*** Opening GIVEN DATA ***

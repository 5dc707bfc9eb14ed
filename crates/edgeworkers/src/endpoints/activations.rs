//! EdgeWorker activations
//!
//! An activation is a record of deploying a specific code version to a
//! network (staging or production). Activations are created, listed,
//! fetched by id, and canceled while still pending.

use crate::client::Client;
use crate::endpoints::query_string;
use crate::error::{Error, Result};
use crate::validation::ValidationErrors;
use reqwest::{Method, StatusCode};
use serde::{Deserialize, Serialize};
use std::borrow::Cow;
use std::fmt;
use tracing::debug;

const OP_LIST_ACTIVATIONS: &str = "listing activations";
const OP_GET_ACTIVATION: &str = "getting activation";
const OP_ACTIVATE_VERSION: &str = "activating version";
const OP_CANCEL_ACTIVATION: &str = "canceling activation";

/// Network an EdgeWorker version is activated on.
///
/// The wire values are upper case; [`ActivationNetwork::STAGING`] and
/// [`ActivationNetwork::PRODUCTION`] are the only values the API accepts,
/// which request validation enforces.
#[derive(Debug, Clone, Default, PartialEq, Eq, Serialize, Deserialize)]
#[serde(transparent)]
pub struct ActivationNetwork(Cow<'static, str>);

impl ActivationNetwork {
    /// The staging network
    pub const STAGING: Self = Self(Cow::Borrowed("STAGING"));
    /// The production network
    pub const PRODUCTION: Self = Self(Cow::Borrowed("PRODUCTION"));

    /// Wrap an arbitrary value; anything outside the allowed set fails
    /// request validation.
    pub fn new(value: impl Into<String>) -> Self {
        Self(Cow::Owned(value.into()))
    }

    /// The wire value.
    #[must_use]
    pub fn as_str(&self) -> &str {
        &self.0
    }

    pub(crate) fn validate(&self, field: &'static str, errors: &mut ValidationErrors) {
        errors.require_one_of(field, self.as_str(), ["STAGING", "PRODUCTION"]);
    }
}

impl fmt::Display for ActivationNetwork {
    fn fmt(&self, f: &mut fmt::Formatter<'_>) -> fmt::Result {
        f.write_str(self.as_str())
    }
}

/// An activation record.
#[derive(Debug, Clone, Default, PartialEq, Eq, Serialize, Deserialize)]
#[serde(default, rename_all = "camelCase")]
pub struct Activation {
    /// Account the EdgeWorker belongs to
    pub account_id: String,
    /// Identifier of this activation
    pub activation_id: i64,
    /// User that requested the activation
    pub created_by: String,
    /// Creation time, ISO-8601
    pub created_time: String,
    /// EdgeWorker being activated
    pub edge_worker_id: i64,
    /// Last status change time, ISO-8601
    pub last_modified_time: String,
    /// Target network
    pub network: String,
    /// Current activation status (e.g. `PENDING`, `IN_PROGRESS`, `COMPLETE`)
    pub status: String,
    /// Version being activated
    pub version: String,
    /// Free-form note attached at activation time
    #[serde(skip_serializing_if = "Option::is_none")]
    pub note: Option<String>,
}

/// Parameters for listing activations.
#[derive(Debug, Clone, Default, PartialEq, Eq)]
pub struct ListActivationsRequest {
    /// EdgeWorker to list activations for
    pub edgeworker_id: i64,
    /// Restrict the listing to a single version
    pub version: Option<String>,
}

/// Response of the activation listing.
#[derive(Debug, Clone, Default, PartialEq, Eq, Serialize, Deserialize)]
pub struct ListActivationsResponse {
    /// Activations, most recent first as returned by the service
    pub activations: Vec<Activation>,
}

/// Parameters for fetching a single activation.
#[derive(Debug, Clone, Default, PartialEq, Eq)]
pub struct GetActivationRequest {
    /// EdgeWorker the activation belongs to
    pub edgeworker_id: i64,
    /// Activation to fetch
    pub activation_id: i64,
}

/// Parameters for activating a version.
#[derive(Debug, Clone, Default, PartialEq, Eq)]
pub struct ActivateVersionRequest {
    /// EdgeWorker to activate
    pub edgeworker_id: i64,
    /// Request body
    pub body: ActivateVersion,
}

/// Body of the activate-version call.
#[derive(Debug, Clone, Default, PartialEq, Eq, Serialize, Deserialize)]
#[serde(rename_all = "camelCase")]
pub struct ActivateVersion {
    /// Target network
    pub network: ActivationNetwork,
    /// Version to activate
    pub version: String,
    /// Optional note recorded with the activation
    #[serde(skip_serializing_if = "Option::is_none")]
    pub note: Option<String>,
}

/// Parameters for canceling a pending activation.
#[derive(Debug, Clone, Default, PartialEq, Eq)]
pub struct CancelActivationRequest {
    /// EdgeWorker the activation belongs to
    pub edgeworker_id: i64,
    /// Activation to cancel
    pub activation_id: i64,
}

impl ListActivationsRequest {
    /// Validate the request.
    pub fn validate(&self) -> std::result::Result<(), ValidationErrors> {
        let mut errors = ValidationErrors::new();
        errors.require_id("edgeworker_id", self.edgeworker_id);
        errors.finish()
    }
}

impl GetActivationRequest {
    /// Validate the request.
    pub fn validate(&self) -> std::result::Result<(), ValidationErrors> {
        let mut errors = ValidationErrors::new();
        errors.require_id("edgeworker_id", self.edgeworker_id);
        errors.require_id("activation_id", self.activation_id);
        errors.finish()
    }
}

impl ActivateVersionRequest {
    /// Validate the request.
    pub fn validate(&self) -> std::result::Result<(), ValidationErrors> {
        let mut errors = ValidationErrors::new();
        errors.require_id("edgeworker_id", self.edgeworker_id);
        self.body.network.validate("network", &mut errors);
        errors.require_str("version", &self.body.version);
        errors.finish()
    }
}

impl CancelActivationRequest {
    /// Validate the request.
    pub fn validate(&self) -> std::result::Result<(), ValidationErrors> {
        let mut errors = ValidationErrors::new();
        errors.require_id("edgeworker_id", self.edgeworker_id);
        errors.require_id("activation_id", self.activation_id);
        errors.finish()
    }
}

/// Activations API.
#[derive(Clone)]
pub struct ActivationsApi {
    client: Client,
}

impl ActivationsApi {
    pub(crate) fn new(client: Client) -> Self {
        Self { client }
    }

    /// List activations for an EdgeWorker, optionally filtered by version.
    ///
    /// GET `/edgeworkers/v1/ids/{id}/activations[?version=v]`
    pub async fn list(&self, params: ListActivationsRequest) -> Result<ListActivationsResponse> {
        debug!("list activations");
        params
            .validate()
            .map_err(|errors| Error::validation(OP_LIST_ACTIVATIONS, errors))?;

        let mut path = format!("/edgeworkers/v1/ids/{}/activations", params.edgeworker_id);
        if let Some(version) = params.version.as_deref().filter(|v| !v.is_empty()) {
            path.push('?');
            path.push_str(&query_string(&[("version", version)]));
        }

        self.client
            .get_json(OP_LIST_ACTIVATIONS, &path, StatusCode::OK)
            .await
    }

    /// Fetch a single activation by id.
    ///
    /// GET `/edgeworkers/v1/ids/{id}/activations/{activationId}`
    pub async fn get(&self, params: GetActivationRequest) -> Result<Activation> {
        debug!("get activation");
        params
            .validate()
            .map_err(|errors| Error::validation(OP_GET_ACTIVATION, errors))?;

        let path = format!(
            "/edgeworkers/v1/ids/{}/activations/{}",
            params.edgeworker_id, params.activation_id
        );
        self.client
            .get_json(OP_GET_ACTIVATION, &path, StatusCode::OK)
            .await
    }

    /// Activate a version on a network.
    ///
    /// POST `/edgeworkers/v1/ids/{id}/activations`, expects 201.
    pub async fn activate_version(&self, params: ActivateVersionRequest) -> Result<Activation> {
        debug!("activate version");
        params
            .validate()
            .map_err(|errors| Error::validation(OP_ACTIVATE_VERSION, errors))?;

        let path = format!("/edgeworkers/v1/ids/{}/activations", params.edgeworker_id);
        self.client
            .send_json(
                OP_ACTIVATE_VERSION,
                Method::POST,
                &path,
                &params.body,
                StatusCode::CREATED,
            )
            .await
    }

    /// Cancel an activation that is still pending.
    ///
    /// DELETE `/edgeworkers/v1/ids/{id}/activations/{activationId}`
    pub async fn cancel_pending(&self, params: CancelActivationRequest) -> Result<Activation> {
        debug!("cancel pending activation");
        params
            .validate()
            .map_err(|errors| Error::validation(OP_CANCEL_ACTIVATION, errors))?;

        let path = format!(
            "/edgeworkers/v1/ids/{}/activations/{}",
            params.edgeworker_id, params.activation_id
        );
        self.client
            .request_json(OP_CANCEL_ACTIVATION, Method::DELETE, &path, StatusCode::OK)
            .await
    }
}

*** Closing GIVEN DATA ***

Reproduce verbatim the lines above, from the line with "The wire values" through the line with "The staging network".

/// The wire values are upper case; [`ActivationNetwork::STAGING`] and
/// [`ActivationNetwork::PRODUCTION`] are the only values the API accepts,
/// which request validation enforces.
#[derive(Debug, Clone, Default, PartialEq, Eq, Serialize, Deserialize)]
#[serde(transparent)]
pub struct ActivationNetwork(Cow<'static, str>);

impl ActivationNetwork {
    /// The staging network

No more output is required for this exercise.